---- Data shown
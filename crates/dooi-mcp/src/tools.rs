use std::collections::BTreeMap;
use std::path::PathBuf;
use std::time::Duration;

use rmcp::handler::server::tool::ToolRouter;
use rmcp::handler::server::wrapper::{Json, Parameters};
use rmcp::schemars::JsonSchema;
use rmcp::{tool, tool_router};
use serde::{Deserialize, Serialize};

use dooi::{
    BatchFetchResult, ConflictMode, EditPlan, EditResult, FetchRequest, InstallOptions,
    InstallOutcome, InstallRequest, ListResult, PackageManager, PathMapping, PathStrategy,
    StagingArtifact, WorkflowOptions, WorkflowResult, apply_edit_plan, execute_workflow, install,
    install_packages, resolve_uses,
};

use crate::error::{McpError, invalid_params, to_mcp_error};
use crate::server::DooiMcpServer;

pub(crate) fn build_tool_router() -> ToolRouter<DooiMcpServer> {
    DooiMcpServer::tool_router()
}

#[derive(Debug, Clone, Default, Serialize, Deserialize, JsonSchema)]
pub struct ListArgs {}

#[derive(Debug, Clone, Default, Serialize, Deserialize, JsonSchema)]
#[serde(rename_all = "camelCase")]
pub struct FetchOptionsArgs {
    #[serde(default, skip_serializing_if = "Option::is_none")]
    pub timeout_ms: Option<u64>,
    #[serde(default, skip_serializing_if = "Option::is_none")]
    pub env: Option<BTreeMap<String, String>>,
}

#[derive(Debug, Clone, Serialize, Deserialize, JsonSchema)]
pub struct FetchArgs {
    #[schemars(description = "Component or template id, e.g. 'ui/button' or 'landing-morphic'.")]
    pub id: String,
    #[serde(rename = "ref", default, skip_serializing_if = "Option::is_none")]
    #[schemars(description = "Git ref forwarded to the CLI as --ref.")]
    pub git_ref: Option<String>,
    #[serde(default, skip_serializing_if = "Option::is_none")]
    pub options: Option<FetchOptionsArgs>,
}

#[derive(Debug, Clone, Serialize, Deserialize, JsonSchema)]
#[serde(rename_all = "camelCase")]
pub struct ResolveUsesArgs {
    pub stage_dir: PathBuf,
}

#[derive(Debug, Clone, Serialize, Deserialize, JsonSchema)]
#[serde(rename_all = "camelCase")]
pub struct ResolveUsesOutput {
    pub required_ids: Vec<String>,
}

#[derive(Debug, Clone, Serialize, Deserialize, JsonSchema)]
pub struct FetchBatchArgs {
    pub ids: Vec<String>,
}

#[derive(Debug, Clone, Serialize, Deserialize, JsonSchema)]
#[serde(rename_all = "camelCase")]
pub struct InstallArgs {
    pub stage_dir: PathBuf,
    pub dest_root: PathBuf,
    #[serde(default, skip_serializing_if = "Option::is_none")]
    pub path_map: Option<PathMapping>,
    #[serde(default, skip_serializing_if = "Option::is_none")]
    #[schemars(description = "'next-app' or 'vite-react'.")]
    pub path_strategy: Option<String>,
    #[serde(default, skip_serializing_if = "Option::is_none")]
    pub include: Option<Vec<String>>,
    #[serde(default, skip_serializing_if = "Option::is_none")]
    pub exclude: Option<Vec<String>>,
    #[serde(default, skip_serializing_if = "Option::is_none")]
    pub mode: Option<ConflictMode>,
    #[serde(default, skip_serializing_if = "Option::is_none")]
    #[schemars(description = "Defaults to true; pass false to write files.")]
    pub dry_run: Option<bool>,
}

#[derive(Debug, Clone, Serialize, Deserialize, JsonSchema)]
#[serde(rename_all = "camelCase")]
pub struct TextEditArgs {
    pub dest_root: PathBuf,
    pub plan: EditPlan,
}

#[derive(Debug, Clone, Serialize, Deserialize, JsonSchema)]
#[serde(rename_all = "camelCase")]
pub struct InstallDepsArgs {
    pub cwd: PathBuf,
    pub packages: Vec<String>,
    #[serde(default, skip_serializing_if = "Option::is_none")]
    pub pm: Option<PackageManager>,
    #[serde(default, skip_serializing_if = "Option::is_none")]
    pub flags: Option<Vec<String>>,
    #[serde(default)]
    pub dev: bool,
    #[serde(default)]
    pub peer: bool,
}

#[derive(Debug, Clone, Serialize, JsonSchema)]
#[serde(rename_all = "camelCase")]
pub struct InstallDepsOutput {
    pub success: bool,
    pub pm: PackageManager,
    pub args: Vec<String>,
    pub exit_code: i32,
    pub installed_packages: Vec<String>,
    pub stdout_tail: String,
    #[serde(skip_serializing_if = "Vec::is_empty")]
    pub errors: Vec<String>,
}

#[tool_router]
impl DooiMcpServer {
    #[tool(
        name = "dooi.list",
        description = "List dooi-ui components and templates with their descriptions and tags."
    )]
    pub(crate) async fn list(
        &self,
        Parameters(_args): Parameters<ListArgs>,
    ) -> Result<Json<ListResult>, McpError> {
        self.client.list().await.map(Json).map_err(to_mcp_error)
    }

    #[tool(
        name = "dooi.fetch",
        description = "Fetch a component or template into a fresh staging directory and return its files and parsed metadata."
    )]
    pub(crate) async fn fetch(
        &self,
        Parameters(args): Parameters<FetchArgs>,
    ) -> Result<Json<StagingArtifact>, McpError> {
        let options = args.options.unwrap_or_default();
        let request = FetchRequest {
            id: args.id,
            git_ref: args.git_ref,
            timeout: options.timeout_ms.filter(|ms| *ms > 0).map(Duration::from_millis),
            env: options.env.unwrap_or_default(),
        };
        self.client.fetch(&request).await.map(Json).map_err(to_mcp_error)
    }

    #[tool(
        name = "dooi.resolve.uses",
        description = "Return the component ids a staged template declares under 'Uses components'."
    )]
    pub(crate) async fn resolve_uses(
        &self,
        Parameters(args): Parameters<ResolveUsesArgs>,
    ) -> Result<Json<ResolveUsesOutput>, McpError> {
        let required_ids = resolve_uses(&args.stage_dir).map_err(to_mcp_error)?;
        Ok(Json(ResolveUsesOutput { required_ids }))
    }

    #[tool(
        name = "dooi.fetchBatch",
        description = "Fetch several components in order, each into its own staging directory. Duplicate ids are fetched once."
    )]
    pub(crate) async fn fetch_batch(
        &self,
        Parameters(args): Parameters<FetchBatchArgs>,
    ) -> Result<Json<BatchFetchResult>, McpError> {
        if args.ids.is_empty() {
            return Err(invalid_params("At least one id is required"));
        }
        self.client
            .fetch_batch(&args.ids)
            .await
            .map(Json)
            .map_err(to_mcp_error)
    }

    #[tool(
        name = "dooi.install",
        description = "Copy staged files into a project with path mapping and conflict handling. Runs as a dry run unless dryRun is false."
    )]
    pub(crate) async fn install(
        &self,
        Parameters(args): Parameters<InstallArgs>,
    ) -> Result<Json<InstallOutcome>, McpError> {
        let path_strategy = args
            .path_strategy
            .as_deref()
            .map(str::parse::<PathStrategy>)
            .transpose()
            .map_err(to_mcp_error)?;

        let mut options = InstallOptions::new(args.stage_dir, args.dest_root);
        options.path_map = args.path_map;
        options.path_strategy = path_strategy;
        options.include = args.include;
        options.exclude = args.exclude;
        options.mode = args.mode.unwrap_or_default();
        options.dry_run = args.dry_run.unwrap_or(true);

        install(&options).map(Json).map_err(to_mcp_error)
    }

    #[tool(
        name = "dooi.textEdit",
        description = "Apply literal or regex replacements to files under destRoot. Dry run by default, with previews."
    )]
    pub(crate) async fn text_edit(
        &self,
        Parameters(args): Parameters<TextEditArgs>,
    ) -> Result<Json<EditResult>, McpError> {
        apply_edit_plan(&args.dest_root, &args.plan)
            .map(Json)
            .map_err(to_mcp_error)
    }

    #[tool(
        name = "dooi.installDeps",
        description = "Install npm packages with the detected or requested package manager (npm, yarn, pnpm)."
    )]
    pub(crate) async fn install_deps(
        &self,
        Parameters(args): Parameters<InstallDepsArgs>,
    ) -> Result<Json<InstallDepsOutput>, McpError> {
        let mut request = InstallRequest::new(args.cwd, args.packages);
        request.pm = args.pm;
        request.flags = args.flags.unwrap_or_default();
        request.dev = args.dev;
        request.peer = args.peer;
        request.timeout = self.client.config().timeout;

        let result = install_packages(self.client.runner(), &request)
            .await
            .map_err(to_mcp_error)?;
        Ok(Json(InstallDepsOutput {
            success: result.success,
            pm: result.pm,
            stdout_tail: result.stdout_tail(),
            args: result.args,
            exit_code: result.exit_code,
            installed_packages: result.installed_packages,
            errors: result.errors,
        }))
    }

    #[tool(
        name = "dooi.workflow.applyComponent",
        description = "Fetch a component, install it into destRoot, optionally apply brand edits, and install its dependencies."
    )]
    pub(crate) async fn apply_component(
        &self,
        Parameters(options): Parameters<WorkflowOptions>,
    ) -> Result<Json<WorkflowResult>, McpError> {
        self.run_workflow(options).await
    }

    #[tool(
        name = "dooi.workflow.applyTemplate",
        description = "Fetch a template and every component it uses, install them into destRoot, apply brand edits, and install dependencies."
    )]
    pub(crate) async fn apply_template(
        &self,
        Parameters(options): Parameters<WorkflowOptions>,
    ) -> Result<Json<WorkflowResult>, McpError> {
        self.run_workflow(options).await
    }
}

impl DooiMcpServer {
    async fn run_workflow(
        &self,
        options: WorkflowOptions,
    ) -> Result<Json<WorkflowResult>, McpError> {
        execute_workflow(&self.client, &options)
            .await
            .map(Json)
            .map_err(to_mcp_error)
    }
}

#[cfg(test)]
mod tests {
    use std::fs;
    use std::sync::Arc;

    use dooi::{CommandOutput, DooiClient, DooiConfig, ScriptedRunner, TextReplacement};
    use rmcp::model::ErrorCode as RpcCode;

    use super::*;

    fn server(runner: ScriptedRunner, stage_root: &std::path::Path) -> DooiMcpServer {
        DooiMcpServer::with_client(DooiClient::with_runner(
            Arc::new(runner),
            DooiConfig::default().with_stage_root(stage_root),
        ))
    }

    #[test]
    fn router_registers_every_tool() {
        let router = build_tool_router();
        let mut names: Vec<String> = router
            .list_all()
            .into_iter()
            .map(|tool| tool.name.to_string())
            .collect();
        names.sort();
        assert_eq!(
            names,
            vec![
                "dooi.fetch",
                "dooi.fetchBatch",
                "dooi.install",
                "dooi.installDeps",
                "dooi.list",
                "dooi.resolve.uses",
                "dooi.textEdit",
                "dooi.workflow.applyComponent",
                "dooi.workflow.applyTemplate",
            ]
        );
    }

    #[tokio::test]
    async fn text_edit_defaults_to_dry_run() {
        let temp = tempfile::tempdir().unwrap();
        fs::write(temp.path().join("page.tsx"), "<h1>Dooi</h1>\n").unwrap();
        let server = server(ScriptedRunner::new(), temp.path());

        let Json(result) = server
            .text_edit(Parameters(TextEditArgs {
                dest_root: temp.path().to_path_buf(),
                plan: EditPlan {
                    include: vec!["*.tsx".into()],
                    replacements: vec![TextReplacement::literal("Dooi", "Acme")],
                    ..EditPlan::default()
                },
            }))
            .await
            .unwrap();

        assert_eq!(result.changed_files, vec!["page.tsx"]);
        assert!(result.previews.is_some());
        let on_disk = fs::read_to_string(temp.path().join("page.tsx")).unwrap();
        assert_eq!(on_disk, "<h1>Dooi</h1>\n");
    }

    #[tokio::test]
    async fn install_deps_reports_tail_and_args() {
        let temp = tempfile::tempdir().unwrap();
        fs::write(temp.path().join("yarn.lock"), "").unwrap();
        let runner = ScriptedRunner::new().on("add", |_| {
            Ok(CommandOutput {
                stdout: "success Saved 1 new dependency.\ninfo Direct dependencies\n".into(),
                ..CommandOutput::default()
            })
        });
        let server = server(runner, temp.path());

        let Json(output) = server
            .install_deps(Parameters(InstallDepsArgs {
                cwd: temp.path().to_path_buf(),
                packages: vec!["clsx".into()],
                pm: None,
                flags: None,
                dev: true,
                peer: false,
            }))
            .await
            .unwrap();

        assert!(output.success);
        assert_eq!(output.pm, PackageManager::Yarn);
        assert_eq!(output.args, vec!["add", "--dev", "clsx"]);
        assert_eq!(output.installed_packages, vec!["clsx"]);
        assert!(output.stdout_tail.contains("Direct dependencies"));
    }

    #[tokio::test]
    async fn validation_errors_surface_as_invalid_params() {
        let temp = tempfile::tempdir().unwrap();
        let server = server(ScriptedRunner::new(), temp.path());

        let err = server
            .install(Parameters(InstallArgs {
                stage_dir: temp.path().to_path_buf(),
                dest_root: temp.path().join("app"),
                path_map: None,
                path_strategy: Some("remix".into()),
                include: None,
                exclude: None,
                mode: None,
                dry_run: None,
            }))
            .await
            .err().unwrap();
        assert_eq!(err.code, RpcCode::INVALID_PARAMS);

        let err = server
            .fetch_batch(Parameters(FetchBatchArgs { ids: Vec::new() }))
            .await
            .err().unwrap();
        assert_eq!(err.code, RpcCode::INVALID_PARAMS);
    }

    #[tokio::test]
    async fn fetch_forwards_ref_and_env() {
        let temp = tempfile::tempdir().unwrap();
        let runner = Arc::new(ScriptedRunner::new().on("get", |_| {
            Ok(CommandOutput {
                stdout: "Component: Hero\nComponent Code:\nexport const Hero = 1;\n".into(),
                ..CommandOutput::default()
            })
        }));
        let server = DooiMcpServer::with_client(DooiClient::with_runner(
            runner.clone(),
            DooiConfig::default().with_stage_root(temp.path()),
        ));

        let Json(artifact) = server
            .fetch(Parameters(FetchArgs {
                id: "hero".into(),
                git_ref: Some("main".into()),
                options: Some(FetchOptionsArgs {
                    timeout_ms: Some(5_000),
                    env: Some(BTreeMap::from([("NO_COLOR".to_string(), "1".to_string())])),
                }),
            }))
            .await
            .unwrap();

        assert_eq!(artifact.meta.title, "Hero");
        assert_eq!(artifact.files, vec!["components/hero.tsx"]);
        let call = &runner.calls()[0];
        assert_eq!(call.command_line(), "npx dooi-ui get hero --ref main");
        assert_eq!(call.timeout, Duration::from_millis(5_000));
        assert_eq!(call.env.get("NO_COLOR").map(String::as_str), Some("1"));
    }
}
--------
> **Work required**: Work out how many lines above contain the word "under". Give only the number.

> **Finished task**: 2